Here is what I found (from “All of the Above – how to cheat Multiple Choice questions,” by Donald Clark, posted on Nov. 12, 2008). Clark quotes from Prof. Dylan Wiliam who talked about teaching. (Wiliam is also skeptical as to whether the culprit in bad education is lack of technology, i.e., lack of computers; this is obvious from the basic philosophy he expounds about the need for “conversation” in the class room setting. I imagine that one day students can carry on a decent conversation with a computer, but that is a future perfect.)
Here’s an excerpt from Clark’s blog:
Wiliam’s point about the importance of classroom questioning, is that;
“The variability at teacher level is about four times the variability at school level. If you get one of the best teachers, you will learn in six months what an average teacher will take a year to teach you. If you get one of the worst teachers, that same learning will take you two years. There’s a four-fold difference in the speed of learning created by the most and the least effective teachers. And it’s not class size, it’s not between class grouping, it’s not within class grouping – it’s the quality of the teacher.”
This led him to determine what separates good from bad teachers.
“And actually, new teachers are actually pretty bad. You don’t really learn to teach at all well until you’re six or seven years into the profession. And some recent data from Australia shows that the amount of value added by teachers actually carries on increasing for about twenty years.”
And here’s a brilliant paragraph.
“The key concept here—the big trap—is that teachers do not create learning. That’s true teachers do not create learning, and yet most teachers behave as if they do. Learners create learning. Teachers create the conditions under which learning can take place. Our schools don’t function like that, which is why somebody once joked that schools are places where kids go to watch teachers work.”

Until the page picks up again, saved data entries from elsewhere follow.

use chacha20poly1305::aead::{Aead, KeyInit};
use chacha20poly1305::{ChaCha20Poly1305, Key, Nonce};
use rand::RngCore;
use serde::de::DeserializeOwned;
use serde::{Deserialize, Serialize};
use std::path::Path;
use tracing::debug;

use hivebolt_core::block::Block;
use hivebolt_core::error::ChainError;

use crate::state::WorldState;
use crate::utxo::UtxoSet;

const STORAGE_KEY_BYTES: usize = 32;
const NONCE_BYTES: usize = 12;

/// A pruned-history checkpoint: the full post-state of one block height.
#[derive(Clone, Debug, Serialize, Deserialize)]
pub struct Snapshot {
    pub height: u64,
    pub state: WorldState,
    pub utxo: UtxoSet,
}

/// Encrypted persistent store backed by sled.
///
/// Key space (flat, in the default tree):
///   block:<hex>       → bincode(Block)
///   height:<n>        → block hash (utf-8 hex)
///   chain:tip         → tip hash (utf-8 hex)
///   utxo:set          → bincode(UtxoSet)
///   state:account     → bincode(WorldState)
///   snapshot:<height> → bincode(Snapshot)
///   meta:<name>       → raw bytes
///
/// Every value is bincode-serialized then sealed with ChaCha20-Poly1305
/// under the configured storage key; a fresh 12-byte nonce prefixes each
/// record. Tampered or truncated records fail authentication and surface as
/// `ChainError::Io`, never as silently-wrong data.
pub struct ChainDb {
    db: sled::Db,
    cipher: ChaCha20Poly1305,
}

impl std::fmt::Debug for ChainDb {
    fn fmt(&self, f: &mut std::fmt::Formatter<'_>) -> std::fmt::Result {
        f.debug_struct("ChainDb").finish_non_exhaustive()
    }
}

impl ChainDb {
    /// Open or create the store at `path`. The key must be exactly 32 bytes;
    /// anything else is a fatal configuration error.
    pub fn open<P: AsRef<Path>>(path: P, storage_key: &[u8]) -> Result<Self, ChainError> {
        if storage_key.len() != STORAGE_KEY_BYTES {
            return Err(ChainError::KeySize {
                expected: STORAGE_KEY_BYTES,
                got: storage_key.len(),
            });
        }
        let db = sled::open(path).map_err(|e| ChainError::Io(e.to_string()))?;
        let cipher = ChaCha20Poly1305::new(Key::from_slice(storage_key));
        Ok(Self { db, cipher })
    }

    // ── Sealed record primitives ─────────────────────────────────────────────

    fn seal(&self, plaintext: &[u8]) -> Result<Vec<u8>, ChainError> {
        let mut nonce = [0u8; NONCE_BYTES];
        rand::rngs::OsRng.fill_bytes(&mut nonce);
        let ciphertext = self
            .cipher
            .encrypt(Nonce::from_slice(&nonce), plaintext)
            .map_err(|_| ChainError::Io("record encryption failed".into()))?;
        let mut record = Vec::with_capacity(NONCE_BYTES + ciphertext.len());
        record.extend_from_slice(&nonce);
        record.extend_from_slice(&ciphertext);
        Ok(record)
    }

    fn open_record(&self, record: &[u8]) -> Result<Vec<u8>, ChainError> {
        if record.len() < NONCE_BYTES {
            return Err(ChainError::Io("record shorter than its nonce".into()));
        }
        let (nonce, ciphertext) = record.split_at(NONCE_BYTES);
        self.cipher
            .decrypt(Nonce::from_slice(nonce), ciphertext)
            .map_err(|_| ChainError::Io("record failed authentication".into()))
    }

    fn put_raw(&self, key: &str, value: &[u8]) -> Result<(), ChainError> {
        let record = self.seal(value)?;
        self.db
            .insert(key.as_bytes(), record)
            .map_err(|e| ChainError::Io(e.to_string()))?;
        Ok(())
    }

    fn get_raw(&self, key: &str) -> Result<Option<Vec<u8>>, ChainError> {
        match self
            .db
            .get(key.as_bytes())
            .map_err(|e| ChainError::Io(e.to_string()))?
        {
            Some(record) => Ok(Some(self.open_record(&record)?)),
            None => Ok(None),
        }
    }

    fn delete_raw(&self, key: &str) -> Result<(), ChainError> {
        self.db
            .remove(key.as_bytes())
            .map_err(|e| ChainError::Io(e.to_string()))?;
        Ok(())
    }

    fn put_value<T: Serialize>(&self, key: &str, value: &T) -> Result<(), ChainError> {
        let bytes = bincode::serialize(value).map_err(|e| ChainError::Codec(e.to_string()))?;
        self.put_raw(key, &bytes)
    }

    fn get_value<T: DeserializeOwned>(&self, key: &str) -> Result<Option<T>, ChainError> {
        match self.get_raw(key)? {
            Some(bytes) => {
                let value =
                    bincode::deserialize(&bytes).map_err(|e| ChainError::Codec(e.to_string()))?;
                Ok(Some(value))
            }
            None => Ok(None),
        }
    }

    // ── Blocks ───────────────────────────────────────────────────────────────

    pub fn put_block(&self, block: &Block) -> Result<(), ChainError> {
        self.put_value(&format!("block:{}", block.hash), block)?;
        self.put_raw(&format!("height:{}", block.index), block.hash.as_bytes())
    }

    pub fn get_block(&self, hash: &str) -> Result<Option<Block>, ChainError> {
        self.get_value(&format!("block:{hash}"))
    }

    pub fn block_hash_at(&self, height: u64) -> Result<Option<String>, ChainError> {
        match self.get_raw(&format!("height:{height}"))? {
            Some(bytes) => Ok(Some(
                String::from_utf8(bytes).map_err(|e| ChainError::Corrupt(e.to_string()))?,
            )),
            None => Ok(None),
        }
    }

    pub fn block_at(&self, height: u64) -> Result<Option<Block>, ChainError> {
        match self.block_hash_at(height)? {
            Some(hash) => self.get_block(&hash),
            None => Ok(None),
        }
    }

    /// Remove a block and its height index entry (pruning).
    pub fn delete_block(&self, height: u64, hash: &str) -> Result<(), ChainError> {
        self.delete_raw(&format!("block:{hash}"))?;
        self.delete_raw(&format!("height:{height}"))?;
        debug!(height, "pruned block from durable storage");
        Ok(())
    }

    // ── Tip ──────────────────────────────────────────────────────────────────

    pub fn put_tip_hash(&self, hash: &str) -> Result<(), ChainError> {
        self.put_raw("chain:tip", hash.as_bytes())
    }

    pub fn tip_hash(&self) -> Result<Option<String>, ChainError> {
        match self.get_raw("chain:tip")? {
            Some(bytes) => Ok(Some(
                String::from_utf8(bytes).map_err(|e| ChainError::Corrupt(e.to_string()))?,
            )),
            None => Ok(None),
        }
    }

    // ── State / UTXO blobs ───────────────────────────────────────────────────

    pub fn put_state(&self, state: &WorldState) -> Result<(), ChainError> {
        self.put_value("state:account", state)
    }

    pub fn get_state(&self) -> Result<Option<WorldState>, ChainError> {
        self.get_value("state:account")
    }

    pub fn put_utxo_set(&self, utxo: &UtxoSet) -> Result<(), ChainError> {
        self.put_value("utxo:set", utxo)
    }

    pub fn get_utxo_set(&self) -> Result<Option<UtxoSet>, ChainError> {
        self.get_value("utxo:set")
    }

    // ── Snapshots ────────────────────────────────────────────────────────────

    pub fn put_snapshot(&self, snapshot: &Snapshot) -> Result<(), ChainError> {
        self.put_value(&format!("snapshot:{}", snapshot.height), snapshot)
    }

    pub fn get_snapshot(&self, height: u64) -> Result<Option<Snapshot>, ChainError> {
        self.get_value(&format!("snapshot:{height}"))
    }

    // ── Meta ─────────────────────────────────────────────────────────────────

    pub fn put_meta(&self, name: &str, value: &[u8]) -> Result<(), ChainError> {
        self.put_raw(&format!("meta:{name}"), value)
    }

    pub fn get_meta(&self, name: &str) -> Result<Option<Vec<u8>>, ChainError> {
        self.get_raw(&format!("meta:{name}"))
    }

    pub fn put_meta_u64(&self, name: &str, value: u64) -> Result<(), ChainError> {
        self.put_meta(name, &value.to_be_bytes())
    }

    pub fn get_meta_u64(&self, name: &str) -> Result<Option<u64>, ChainError> {
        match self.get_meta(name)? {
            Some(bytes) => {
                let arr: [u8; 8] = bytes
                    .try_into()
                    .map_err(|_| ChainError::Corrupt(format!("meta:{name} width")))?;
                Ok(Some(u64::from_be_bytes(arr)))
            }
            None => Ok(None),
        }
    }

    pub fn put_meta_u32(&self, name: &str, value: u32) -> Result<(), ChainError> {
        self.put_meta(name, &value.to_be_bytes())
    }

    pub fn get_meta_u32(&self, name: &str) -> Result<Option<u32>, ChainError> {
        match self.get_meta(name)? {
            Some(bytes) => {
                let arr: [u8; 4] = bytes
                    .try_into()
                    .map_err(|_| ChainError::Corrupt(format!("meta:{name} width")))?;
                Ok(Some(u32::from_be_bytes(arr)))
            }
            None => Ok(None),
        }
    }

    /// Flush all pending writes to disk.
    pub fn flush(&self) -> Result<(), ChainError> {
        self.db.flush().map_err(|e| ChainError::Io(e.to_string()))?;
        Ok(())
    }
}

#[cfg(test)]
mod tests {
    use super::*;
    use hivebolt_core::types::Address;

    fn open_temp() -> (tempfile::TempDir, ChainDb) {
        let dir = tempfile::tempdir().unwrap();
        let db = ChainDb::open(dir.path(), &[7u8; 32]).unwrap();
        (dir, db)
    }

    fn sample_block(index: u64) -> Block {
        let mut block = Block {
            index,
            timestamp_ms: 1_700_000_000_000,
            prev_hash: "0".into(),
            nonce: 0,
            difficulty: 1,
            state_root: WorldState::new().state_root(),
            transactions: Vec::new(),
            validator_id: "v1".into(),
            validator_signature: vec![0; 64],
            hash: String::new(),
        };
        block.seal();
        block
    }

    #[test]
    fn wrong_key_size_is_fatal() {
        let dir = tempfile::tempdir().unwrap();
        let err = ChainDb::open(dir.path(), &[0u8; 16]).unwrap_err();
        assert!(err.is_fatal());
    }

    #[test]
    fn block_round_trip_via_height_index() {
        let (_dir, db) = open_temp();
        let block = sample_block(3);
        db.put_block(&block).unwrap();

        assert_eq!(db.get_block(&block.hash).unwrap().unwrap(), block);
        assert_eq!(db.block_hash_at(3).unwrap().unwrap(), block.hash);
        assert_eq!(db.block_at(3).unwrap().unwrap(), block);
        assert!(db.block_at(4).unwrap().is_none());
    }

    #[test]
    fn missing_keys_are_none_not_errors() {
        let (_dir, db) = open_temp();
        assert!(db.tip_hash().unwrap().is_none());
        assert!(db.get_state().unwrap().is_none());
        assert!(db.get_snapshot(10).unwrap().is_none());
        assert!(db.get_meta("difficulty").unwrap().is_none());
    }

    #[test]
    fn state_and_utxo_blobs_round_trip() {
        let (_dir, db) = open_temp();
        let mut state = WorldState::new();
        state.credit(Address::from_bytes([1; 20]), 99);
        db.put_state(&state).unwrap();
        db.put_utxo_set(&UtxoSet::new()).unwrap();

        assert_eq!(db.get_state().unwrap().unwrap(), state);
        assert_eq!(db.get_utxo_set().unwrap().unwrap(), UtxoSet::new());
    }

    #[test]
    fn records_are_encrypted_at_rest() {
        let dir = tempfile::tempdir().unwrap();
        let db = ChainDb::open(dir.path(), &[7u8; 32]).unwrap();
        db.put_meta("marker", b"plaintext-sentinel").unwrap();

        let raw = db.db.get(b"meta:marker").unwrap().unwrap();
        assert!(!raw
            .windows(b"plaintext-sentinel".len())
            .any(|w| w == b"plaintext-sentinel"));
    }

    #[test]
    fn wrong_key_fails_authentication() {
        let dir = tempfile::tempdir().unwrap();
        {
            let db = ChainDb::open(dir.path(), &[7u8; 32]).unwrap();
            db.put_meta("marker", b"value").unwrap();
            db.flush().unwrap();
        }
        let other = ChainDb::open(dir.path(), &[8u8; 32]).unwrap();
        assert!(matches!(other.get_meta("marker"), Err(ChainError::Io(_))));
    }

    #[test]
    fn delete_block_removes_both_keys() {
        let (_dir, db) = open_temp();
        let block = sample_block(5);
        db.put_block(&block).unwrap();
        db.delete_block(5, &block.hash).unwrap();
        assert!(db.get_block(&block.hash).unwrap().is_none());
        assert!(db.block_hash_at(5).unwrap().is_none());
    }

    #[test]
    fn meta_u64_round_trip() {
        let (_dir, db) = open_temp();
        db.put_meta_u64("oldest", 42).unwrap();
        assert_eq!(db.get_meta_u64("oldest").unwrap(), Some(42));
        db.put_meta_u32("difficulty", 3).unwrap();
        assert_eq!(db.get_meta_u32("difficulty").unwrap(), Some(3));
    }
}
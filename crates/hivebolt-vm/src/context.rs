use sha2::{Digest, Sha256};

use hivebolt_core::types::Address;

/// Numeric account handle used on the VM stack in place of an address: the
/// first 8 bytes of `SHA256(address string)` as a big-endian i64. Handles
/// are opaque to contracts; `CALLER` produces one and `BALANCE` consumes one.
pub fn account_handle(addr: &Address) -> i64 {
    let digest = Sha256::digest(addr.to_string().as_bytes());
    let mut prefix = [0u8; 8];
    prefix.copy_from_slice(&digest[..8]);
    i64::from_be_bytes(prefix)
}

/// Everything a contract may observe about the transaction and block it
/// executes in. Assembled by the chain manager per contract transaction.
#[derive(Clone, Debug)]
pub struct ExecutionContext {
    /// Transaction sender.
    pub caller: Address,
    /// The contract account being executed (`tx.to`).
    pub contract: Address,
    /// Amount transferred to the contract by the enclosing transaction.
    pub value: u64,
    /// Height of the enclosing block.
    pub block_index: u64,
    /// The enclosing block's declared timestamp. This, not wall clock, feeds
    /// `TIMESTAMP` and the syscall rate limiter so replicas agree.
    pub block_timestamp_ms: u64,
    /// Hash of the enclosing block; deferred hardware actions bind to it.
    pub block_hash: String,
}

impl ExecutionContext {
    pub fn caller_handle(&self) -> i64 {
        account_handle(&self.caller)
    }

    pub fn contract_handle(&self) -> i64 {
        account_handle(&self.contract)
    }
}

Next time when we complain about poor education in the Philippines, we ought not just blame the lack of classrooms or the low wages of teachers. Blame more the fact that many teachers pretend to teach, and their students pretend to learn. All that pretense means the students are cheating themselves, and that quite a few teachers are overpaid. This is the key problem of the governmental agency in charge of education, and yet there seems to be little being done in this regard.